Gulraiz Wali

Personal information
- Born: 13 November 1943 (age 81) Sialkot, British India
- Batting: Right-handed
- Bowling: Right-arm off-spin

Domestic team information
- 1963-64 to 1965-66: Lahore
- 1964-65: Punjab University
- 1967-68 to 1969-70: Bahawalpur

Career statistics
| Competition | First-class |
| Matches | 15 |
| Runs scored | 569 |
| Batting average | 27.09 |
| 100s/50s | 1/2 |
| Top score | 110 |
| Balls bowled | 90 |
| Wickets | 0 |
| Bowling average | – |
| 5 wickets in innings | – |
| 10 wickets in match | – |
| Best bowling | – |
| Catches/stumpings | 8/– |
- Source: Cricinfo, 27 January 2019

= Gulraiz Wali =

Pakistani cricketer

Gulraiz Wali (born 13 November 1943) is a former cricketer who played first-class cricket in Pakistan from 1964 to 1970.

==Life and career==
Gulraiz Wali was the youngest of the four sons of Sheikh Mohammed Waliullah, a military accountant. After moving from Sialkot to Karachi, the family settled in Lahore in 1954, where Gulraiz attended Muslim High School, captaining the school cricket team.

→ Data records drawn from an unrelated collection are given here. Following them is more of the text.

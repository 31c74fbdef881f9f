//! End-to-end tests through the axum router.
//!
//! Run with: cargo test --test api_test

mod common;

use axum::{
    body::Body,
    http::{header, Method, Request, StatusCode},
    Router,
};
use sea_orm::ConnectionTrait;
use serde_json::{json, Value};
use tower::ServiceExt;

use common::{insert_device, insert_notification, insert_report, placeholder_user, test_state, DeviceSeed};
use signalcraft_api::common::AppState;
use signalcraft_api::routes::build_router;

async fn app() -> (Router, AppState) {
    let state = test_state().await;
    (build_router(state.clone()), state)
}

async fn send(app: &Router, method: Method, uri: &str, body: Option<Value>) -> (StatusCode, Value) {
    send_raw(app, method, uri, body.map(|json| json.to_string())).await
}

async fn send_raw(
    app: &Router,
    method: Method,
    uri: &str,
    body: Option<String>,
) -> (StatusCode, Value) {
    let mut builder = Request::builder().method(method).uri(uri);
    let body = match body {
        Some(text) => {
            builder = builder.header(header::CONTENT_TYPE, "application/json");
            Body::from(text)
        }
        None => Body::empty(),
    };

    let response = app
        .clone()
        .oneshot(builder.body(body).unwrap())
        .await
        .unwrap();

    let status = response.status();
    let bytes = axum::body::to_bytes(response.into_body(), usize::MAX)
        .await
        .unwrap();
    let value = if bytes.is_empty() {
        Value::Null
    } else {
        serde_json::from_slice(&bytes).unwrap()
    };

    (status, value)
}

#[tokio::test]
async fn root_and_health() {
    let (app, _) = app().await;

    let (status, body) = send(&app, Method::GET, "/", None).await;
    assert_eq!(status, StatusCode::OK);
    assert_eq!(body["status"], "online");

    let (status, _) = send(&app, Method::GET, "/healthz", None).await;
    assert_eq!(status, StatusCode::OK);
}

#[tokio::test]
async fn machines_and_summary_for_empty_fleet() {
    let (app, _) = app().await;

    let (status, body) = send(&app, Method::GET, "/api/v1/machines", None).await;
    assert_eq!(status, StatusCode::OK);
    assert_eq!(body, json!({ "machines": [] }));

    let (status, body) = send(&app, Method::GET, "/api/v1/dashboard/summary", None).await;
    assert_eq!(status, StatusCode::OK);
    assert_eq!(
        body,
        json!({ "total": 0, "running": 0, "warning": 0, "danger": 0 })
    );
}

#[tokio::test]
async fn machines_render_normalized_view() {
    let (app, state) = app().await;
    let device = insert_device(
        &state.db,
        placeholder_user(),
        DeviceSeed {
            name: "Compressor",
            status: Some("WARNING"),
            ..Default::default()
        },
    )
    .await;

    let (status, body) = send(&app, Method::GET, "/api/v1/machines", None).await;
    assert_eq!(status, StatusCode::OK);

    let machine = &body["machines"][0];
    assert_eq!(machine["id"], device.id.to_string());
    assert_eq!(machine["status"], "warning");
    assert_eq!(machine["health"], 70);
    assert_eq!(machine["imageUrl"], "https://placehold.co/200x200?text=Compressor");
}

#[tokio::test]
async fn latest_report_endpoint_returns_404_then_report() {
    let (app, state) = app().await;
    let device = insert_device(&state.db, placeholder_user(), DeviceSeed::default()).await;
    let uri = format!("/api/v1/reports/latest/{}", device.id);

    let (status, body) = send(&app, Method::GET, &uri, None).await;
    assert_eq!(status, StatusCode::NOT_FOUND);
    assert!(body["error"].as_str().unwrap().contains(&device.id.to_string()));

    insert_report(&state.db, device.id, 4, 88).await;

    let (status, body) = send(&app, Method::GET, &uri, None).await;
    assert_eq!(status, StatusCode::OK);
    assert_eq!(body["health_score"], 88);
    assert_eq!(body["report_date"], "2026-01-04");
}

#[tokio::test]
async fn analysis_returns_nulls_when_nothing_computed() {
    let (app, state) = app().await;
    let device = insert_device(&state.db, placeholder_user(), DeviceSeed::default()).await;

    let uri = format!("/api/v1/dashboard/machine-detail/analysis?machine_id={}", device.id);
    let (status, body) = send(&app, Method::GET, &uri, None).await;

    assert_eq!(status, StatusCode::OK);
    assert_eq!(body["report"], Value::Null);
    assert_eq!(body["forecast"], Value::Null);
}

#[tokio::test]
async fn settings_get_or_create_and_update() {
    let (app, _) = app().await;

    let (status, first) = send(&app, Method::GET, "/api/v1/notifications/settings", None).await;
    assert_eq!(status, StatusCode::OK);
    assert_eq!(first["push_enabled"], true);
    assert_eq!(first["kakao_enabled"], false);

    let (status, updated) = send(
        &app,
        Method::POST,
        "/api/v1/notifications/settings",
        Some(json!({ "push_enabled": false, "favourite_colour": "teal" })),
    )
    .await;
    assert_eq!(status, StatusCode::OK);
    assert_eq!(updated["push_enabled"], false);
    assert!(updated.get("favourite_colour").is_none());

    let (status, patched) = send(
        &app,
        Method::PATCH,
        "/api/v1/notifications/settings",
        Some(json!({ "kakao_enabled": true })),
    )
    .await;
    assert_eq!(status, StatusCode::OK);
    assert_eq!(patched["kakao_enabled"], true);
    assert_eq!(patched["push_enabled"], false);

    let (_, reread) = send(&app, Method::GET, "/api/v1/notifications/settings", None).await;
    assert_eq!(reread["push_enabled"], false);
    assert_eq!(reread["kakao_enabled"], true);
}

#[tokio::test]
async fn service_ticket_validation_and_creation() {
    let (app, state) = app().await;
    let device = insert_device(&state.db, placeholder_user(), DeviceSeed::default()).await;
    let uri = "/api/v1/dashboard/machine-detail/service-ticket";

    let (status, body) = send(&app, Method::POST, uri, Some(json!({ "device_id": device.id }))).await;
    assert_eq!(status, StatusCode::BAD_REQUEST);
    assert_eq!(body["error"], "description is required");

    let (status, body) = send(
        &app,
        Method::POST,
        uri,
        Some(json!({ "device_id": device.id, "description": "Compressor noise" })),
    )
    .await;
    assert_eq!(status, StatusCode::CREATED);
    assert_eq!(body["urgency"], "normal");
    assert_eq!(body["device_id"], device.id.to_string());
}

#[tokio::test]
async fn maintenance_round_trip_through_history() {
    let (app, state) = app().await;
    let device = insert_device(&state.db, placeholder_user(), DeviceSeed::default()).await;

    for (action, when) in [("CHECK", "2026-01-10T08:00"), ("CLEANING", "2026-01-12T08:00")] {
        let (status, _) = send(
            &app,
            Method::POST,
            "/api/v1/dashboard/machine-detail/maintenance",
            Some(json!({ "device_id": device.id, "action_type": action, "performed_at": when })),
        )
        .await;
        assert_eq!(status, StatusCode::CREATED);
    }

    let uri = format!("/api/v1/dashboard/machine-detail/maintenance?machine_id={}", device.id);
    let (status, body) = send(&app, Method::GET, &uri, None).await;
    assert_eq!(status, StatusCode::OK);

    let actions: Vec<&str> = body["maintenance"]
        .as_array()
        .unwrap()
        .iter()
        .map(|m| m["action_type"].as_str().unwrap())
        .collect();
    assert_eq!(actions, vec!["CLEANING", "CHECK"]);
}

#[tokio::test]
async fn notifications_list_and_mark_read() {
    let (app, state) = app().await;
    let n = insert_notification(&state.db, placeholder_user(), "Vibration anomaly", 1).await;

    let (status, body) = send(&app, Method::GET, "/api/v1/notifications", None).await;
    assert_eq!(status, StatusCode::OK);
    let first = &body["notifications"][0];
    assert_eq!(first["id"], n.id.to_string());
    assert_eq!(first["type"], "anomaly");
    assert_eq!(first["isRead"], false);
    assert!(first.get("createdAt").is_some());

    let uri = format!("/api/v1/notifications/{}/read", n.id);
    let (status, body) = send(&app, Method::POST, &uri, None).await;
    assert_eq!(status, StatusCode::OK);
    assert_eq!(body, json!({ "status": "success" }));

    let (_, body) = send(&app, Method::GET, "/api/v1/notifications", None).await;
    assert_eq!(body["notifications"][0]["isRead"], true);

    let (status, body) = send(&app, Method::POST, "/api/v1/notifications/mark-all-read", None).await;
    assert_eq!(status, StatusCode::OK);
    assert_eq!(body["status"], "success");
}

#[tokio::test]
async fn store_failures_surface_as_internal_errors() {
    let (app, state) = app().await;
    let device = insert_device(&state.db, placeholder_user(), DeviceSeed::default()).await;

    state
        .db
        .execute_unprepared("DROP TABLE daily_reports")
        .await
        .unwrap();

    let uris = [
        "/api/v1/machines".to_string(),
        "/api/v1/dashboard/summary".to_string(),
        format!("/api/v1/reports/latest/{}", device.id),
    ];
    for uri in &uris {
        let (status, body) = send(&app, Method::GET, uri, None).await;
        assert_eq!(status, StatusCode::INTERNAL_SERVER_ERROR, "{uri}");
        let message = body["error"].as_str().unwrap();
        assert!(message.starts_with("Database error:"), "{uri}: {message}");
        assert!(message.contains("daily_reports"), "{uri}: {message}");
    }
}

#[tokio::test]
async fn service_ticket_for_unknown_device_is_a_store_failure() {
    let (app, _) = app().await;

    let (status, body) = send(
        &app,
        Method::POST,
        "/api/v1/dashboard/machine-detail/service-ticket",
        Some(json!({ "device_id": uuid::Uuid::new_v4(), "description": "Leaking" })),
    )
    .await;

    assert_eq!(status, StatusCode::INTERNAL_SERVER_ERROR);
    assert!(body["error"].as_str().unwrap().starts_with("Database error:"));
}

#[tokio::test]
async fn malformed_requests_use_the_error_body() {
    let (app, _) = app().await;

    let (status, body) = send(
        &app,
        Method::GET,
        "/api/v1/dashboard/machine-detail/analysis?machine_id=not-a-uuid",
        None,
    )
    .await;
    assert_eq!(status, StatusCode::BAD_REQUEST);
    assert!(body["error"].is_string());

    let (status, body) = send(&app, Method::POST, "/api/v1/notifications/42/read", None).await;
    assert_eq!(status, StatusCode::BAD_REQUEST);
    assert!(body["error"].is_string());

    let (status, body) = send_raw(
        &app,
        Method::PATCH,
        "/api/v1/notifications/settings",
        Some("{\"push_enabled\": ".to_string()),
    )
    .await;
    assert_eq!(status, StatusCode::BAD_REQUEST);
    assert!(body["error"].is_string());
}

While studying for an MA in Psychology at Government College Lahore, he played several first-class matches for Punjab University in the 1964-65 Ayub Trophy. Batting at number six he scored 110 out of a team total of 212 against Railways, taking part in a partnership of 111 for the tenth wicket.

In 1967 he was appointed as a lecturer at Sadiq Egerton College in Bahawalpur. He was also appointed to captain the Bahawalpur cricket team for the 1967-68 Ayub Trophy and the 1969-70 Quaid-i-Azam Trophy.

He moved to England in 1971 and played league cricket as a professional in Birmingham. A stroke in 1980 ended his cricket-playing days. He worked for Habib Bank in England from 1978 to 1995, then retired. He and his wife Rihana have two sons, and live in Bedfont, a south-western suburb of London.